- WHAT THE TASK ASKS -
Nothing in the listing may be skipped; repeat it all exactly.

○ ○ ○ ○ ○

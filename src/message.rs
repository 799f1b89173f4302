//! Message buffers and verified messages.
//!
//! A [`MessageBuffer`] accumulates the unmasked payload of one message while
//! its frames arrive. Once the final frame is in, [`MessageBuffer::verify`]
//! compacts the bytes and converts them into a [`Message`] whose payload is
//! either validated UTF-8 text or raw bytes.

use bytes::{Bytes, BytesMut};

use crate::{
    frame::{MAX_MESSAGE_SIZE, Opcode, apply_mask},
    parser::ProtocolError,
};

/// Capacity-bounded accumulator for one in-progress message.
#[derive(Debug)]
pub struct MessageBuffer {
    opcode: Opcode,
    data: BytesMut,
    limit: usize,
}

impl MessageBuffer {
    /// Create an empty buffer for a message opened by `opcode`, capped at
    /// [`MAX_MESSAGE_SIZE`].
    #[must_use]
    pub fn new(opcode: Opcode) -> Self { Self::with_limit(opcode, MAX_MESSAGE_SIZE) }

    /// Create an empty buffer with an explicit size cap.
    #[must_use]
    pub fn with_limit(opcode: Opcode, limit: usize) -> Self {
        Self {
            opcode,
            data: BytesMut::new(),
            limit,
        }
    }

    /// Opcode of the frame that opened the message.
    #[must_use]
    pub const fn opcode(&self) -> Opcode { self.opcode }

    /// Bytes accumulated so far.
    #[must_use]
    pub fn len(&self) -> usize { self.data.len() }

    /// Whether nothing has been appended yet.
    #[must_use]
    pub fn is_empty(&self) -> bool { self.data.is_empty() }

    /// Check that `additional` more bytes fit under the cap without
    /// allocating them.
    ///
    /// # Errors
    ///
    /// Returns [`ProtocolError::MessageTooBig`] if the message would exceed
    /// its limit.
    pub fn check_room(&self, additional: u64) -> Result<(), ProtocolError> {
        self.checked_size(additional).map(drop)
    }

    /// Append unmasked payload bytes.
    ///
    /// # Errors
    ///
    /// Returns [`ProtocolError::MessageTooBig`] if the message would exceed
    /// its limit. Nothing is appended in that case.
    pub fn append(&mut self, chunk: &[u8]) -> Result<(), ProtocolError> {
        self.checked_size(chunk.len() as u64)?;
        self.data.extend_from_slice(chunk);
        Ok(())
    }

    /// Append masked payload bytes, unmasking them in place.
    ///
    /// `position` is the index of `chunk[0]` within the frame payload, so a
    /// frame split across reads unmasks with the right key rotation.
    ///
    /// # Errors
    ///
    /// Returns [`ProtocolError::MessageTooBig`] if the message would exceed
    /// its limit. Nothing is appended in that case.
    pub fn append_masked(
        &mut self,
        chunk: &[u8],
        key: [u8; 4],
        position: u64,
    ) -> Result<(), ProtocolError> {
        self.checked_size(chunk.len() as u64)?;
        let start = self.data.len();
        self.data.extend_from_slice(chunk);
        #[expect(clippy::cast_possible_truncation, reason = "value is below 4")]
        let offset = (position % 4) as usize;
        apply_mask(&mut self.data[start..], key, offset);
        Ok(())
    }

    fn checked_size(&self, additional: u64) -> Result<usize, ProtocolError> {
        let size = (self.data.len() as u64).saturating_add(additional);
        match usize::try_from(size) {
            Ok(size) if size <= self.limit => Ok(size),
            _ => Err(ProtocolError::MessageTooBig {
                size,
                max: self.limit,
            }),
        }
    }

    /// Compact the buffer and run type-specific verification.
    ///
    /// Text payloads must be valid UTF-8; every other payload is passed
    /// through unchanged.
    ///
    /// # Errors
    ///
    /// Returns [`ProtocolError::InvalidUtf8`] for a text message that is not
    /// valid UTF-8.
    pub fn verify(self) -> Result<Message, ProtocolError> {
        let bytes = self.data.freeze();
        let payload = match self.opcode {
            Opcode::Text => {
                let text =
                    String::from_utf8(Vec::from(bytes)).map_err(|_| ProtocolError::InvalidUtf8)?;
                Payload::Text(text)
            }
            _ => Payload::Binary(bytes),
        };
        Ok(Message::new(self.opcode, payload))
    }
}

/// Verified payload representation.
#[derive(Clone, Debug, PartialEq, Eq)]
pub enum Payload {
    /// Decoded UTF-8 text.
    Text(String),
    /// Raw bytes (binary data and control payloads).
    Binary(Bytes),
}

impl Payload {
    /// Raw bytes of the payload, encoding text as UTF-8.
    #[must_use]
    pub fn into_bytes(self) -> Bytes {
        match self {
            Self::Text(text) => Bytes::from(text),
            Self::Binary(bytes) => bytes,
        }
    }
}

/// A complete, verified message.
///
/// Close, ping and pong are single-frame messages with binary payloads.
#[derive(Clone, Debug, PartialEq, Eq)]
pub struct Message {
    opcode: Opcode,
    payload: Payload,
}

impl Message {
    /// Build a message from its parts.
    #[must_use]
    pub fn new(opcode: Opcode, payload: Payload) -> Self { Self { opcode, payload } }

    /// Convenience constructor for a text message.
    #[must_use]
    pub fn text(text: impl Into<String>) -> Self {
        Self::new(Opcode::Text, Payload::Text(text.into()))
    }

    /// Convenience constructor for a binary-payload message with `opcode`.
    #[must_use]
    pub fn binary(opcode: Opcode, data: impl Into<Bytes>) -> Self {
        Self::new(opcode, Payload::Binary(data.into()))
    }

    /// Opcode that opened the message.
    #[must_use]
    pub const fn opcode(&self) -> Opcode { self.opcode }

    /// Borrow the verified payload.
    #[must_use]
    pub const fn payload(&self) -> &Payload { &self.payload }

    /// Text content, if this is a text message.
    #[must_use]
    pub fn as_text(&self) -> Option<&str> {
        match &self.payload {
            Payload::Text(text) => Some(text),
            Payload::Binary(_) => None,
        }
    }

    /// Raw payload bytes regardless of representation.
    #[must_use]
    pub fn as_bytes(&self) -> &[u8] {
        match &self.payload {
            Payload::Text(text) => text.as_bytes(),
            Payload::Binary(bytes) => bytes,
        }
    }

    /// Payload length in bytes.
    #[must_use]
    pub fn len(&self) -> usize { self.as_bytes().len() }

    /// Whether the payload is empty.
    #[must_use]
    pub fn is_empty(&self) -> bool { self.len() == 0 }

    /// Consume the message, returning its payload.
    #[must_use]
    pub fn into_payload(self) -> Payload { self.payload }
}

○ ○ ○ ○ ○

- WRITTEN ANSWER -
filename src/message.rs
repository 799f1b89173f4302
//! Message buffers and verified messages.
//!
//! A [`MessageBuffer`] accumulates the unmasked payload of one message while
//! its frames arrive. Once the final frame is in, [`MessageBuffer::verify`]
//! compacts the bytes and converts them into a [`Message`] whose payload is
//! either validated UTF-8 text or raw bytes.

use bytes::{Bytes, BytesMut};

use crate::{
    frame::{MAX_MESSAGE_SIZE, Opcode, apply_mask},
    parser::ProtocolError,
};

/// Capacity-bounded accumulator for one in-progress message.
#[derive(Debug)]
pub struct MessageBuffer {
    opcode: Opcode,
    data: BytesMut,
    limit: usize,
}

impl MessageBuffer {
    /// Create an empty buffer for a message opened by `opcode`, capped at
    /// [`MAX_MESSAGE_SIZE`].
    #[must_use]
    pub fn new(opcode: Opcode) -> Self { Self::with_limit(opcode, MAX_MESSAGE_SIZE) }

    /// Create an empty buffer with an explicit size cap.
    #[must_use]
    pub fn with_limit(opcode: Opcode, limit: usize) -> Self {
        Self {
            opcode,
            data: BytesMut::new(),
            limit,
        }
    }

    /// Opcode of the frame that opened the message.
    #[must_use]
    pub const fn opcode(&self) -> Opcode { self.opcode }

    /// Bytes accumulated so far.
    #[must_use]
    pub fn len(&self) -> usize { self.data.len() }

    /// Whether nothing has been appended yet.
    #[must_use]
    pub fn is_empty(&self) -> bool { self.data.is_empty() }

    /// Check that `additional` more bytes fit under the cap without
    /// allocating them.
    ///
    /// # Errors
    ///
    /// Returns [`ProtocolError::MessageTooBig`] if the message would exceed
    /// its limit.
    pub fn check_room(&self, additional: u64) -> Result<(), ProtocolError> {
        self.checked_size(additional).map(drop)
    }

    /// Append unmasked payload bytes.
    ///
    /// # Errors
    ///
    /// Returns [`ProtocolError::MessageTooBig`] if the message would exceed
    /// its limit. Nothing is appended in that case.
    pub fn append(&mut self, chunk: &[u8]) -> Result<(), ProtocolError> {
        self.checked_size(chunk.len() as u64)?;
        self.data.extend_from_slice(chunk);
        Ok(())
    }

    /// Append masked payload bytes, unmasking them in place.
    ///
    /// `position` is the index of `chunk[0]` within the frame payload, so a
    /// frame split across reads unmasks with the right key rotation.
    ///
    /// # Errors
    ///
    /// Returns [`ProtocolError::MessageTooBig`] if the message would exceed
    /// its limit. Nothing is appended in that case.
    pub fn append_masked(
        &mut self,
        chunk: &[u8],
        key: [u8; 4],
        position: u64,
    ) -> Result<(), ProtocolError> {
        self.checked_size(chunk.len() as u64)?;
        let start = self.data.len();
        self.data.extend_from_slice(chunk);
        #[expect(clippy::cast_possible_truncation, reason = "value is below 4")]
        let offset = (position % 4) as usize;
        apply_mask(&mut self.data[start..], key, offset);
        Ok(())
    }

    fn checked_size(&self, additional: u64) -> Result<usize, ProtocolError> {
        let size = (self.data.len() as u64).saturating_add(additional);
        match usize::try_from(size) {
            Ok(size) if size <= self.limit => Ok(size),
            _ => Err(ProtocolError::MessageTooBig {
                size,
                max: self.limit,
            }),
        }
    }

    /// Compact the buffer and run type-specific verification.
    ///
    /// Text payloads must be valid UTF-8; every other payload is passed
    /// through unchanged.
    ///
    /// # Errors
    ///
    /// Returns [`ProtocolError::InvalidUtf8`] for a text message that is not
    /// valid UTF-8.
    pub fn verify(self) -> Result<Message, ProtocolError> {
        let bytes = self.data.freeze();
        let payload = match self.opcode {
            Opcode::Text => {
                let text =
                    String::from_utf8(Vec::from(bytes)).map_err(|_| ProtocolError::InvalidUtf8)?;
                Payload::Text(text)
            }
            _ => Payload::Binary(bytes),
        };
        Ok(Message::new(self.opcode, payload))
    }
}

/// Verified payload representation.
#[derive(Clone, Debug, PartialEq, Eq)]
pub enum Payload {
    /// Decoded UTF-8 text.
    Text(String),
    /// Raw bytes (binary data and control payloads).
    Binary(Bytes),
}

impl Payload {
    /// Raw bytes of the payload, encoding text as UTF-8.
    #[must_use]
    pub fn into_bytes(self) -> Bytes {
        match self {
            Self::Text(text) => Bytes::from(text),
            Self::Binary(bytes) => bytes,
        }
    }
}

/// A complete, verified message.
///
/// Close, ping and pong are single-frame messages with binary payloads.
#[derive(Clone, Debug, PartialEq, Eq)]
pub struct Message {
    opcode: Opcode,
    payload: Payload,
}

impl Message {
    /// Build a message from its parts.
    #[must_use]
    pub fn new(opcode: Opcode, payload: Payload) -> Self { Self { opcode, payload } }

    /// Convenience constructor for a text message.
    #[must_use]
    pub fn text(text: impl Into<String>) -> Self {
        Self::new(Opcode::Text, Payload::Text(text.into()))
    }

    /// Convenience constructor for a binary-payload message with `opcode`.
    #[must_use]
    pub fn binary(opcode: Opcode, data: impl Into<Bytes>) -> Self {
        Self::new(opcode, Payload::Binary(data.into()))
    }

    /// Opcode that opened the message.
    #[must_use]
    pub const fn opcode(&self) -> Opcode { self.opcode }

    /// Borrow the verified payload.
    #[must_use]
    pub const fn payload(&self) -> &Payload { &self.payload }

    /// Text content, if this is a text message.
    #[must_use]
    pub fn as_text(&self) -> Option<&str> {
        match &self.payload {
            Payload::Text(text) => Some(text),
            Payload::Binary(_) => None,
        }
    }

    /// Raw payload bytes regardless of representation.
    #[must_use]
    pub fn as_bytes(&self) -> &[u8] {
        match &self.payload {
            Payload::Text(text) => text.as_bytes(),
            Payload::Binary(bytes) => bytes,
        }
    }

    /// Payload length in bytes.
    #[must_use]
    pub fn len(&self) -> usize { self.as_bytes().len() }

    /// Whether the payload is empty.
    #[must_use]
    pub fn is_empty(&self) -> bool { self.len() == 0 }

    /// Consume the message, returning its payload.
    #[must_use]
    pub fn into_payload(self) -> Payload { self.payload }
}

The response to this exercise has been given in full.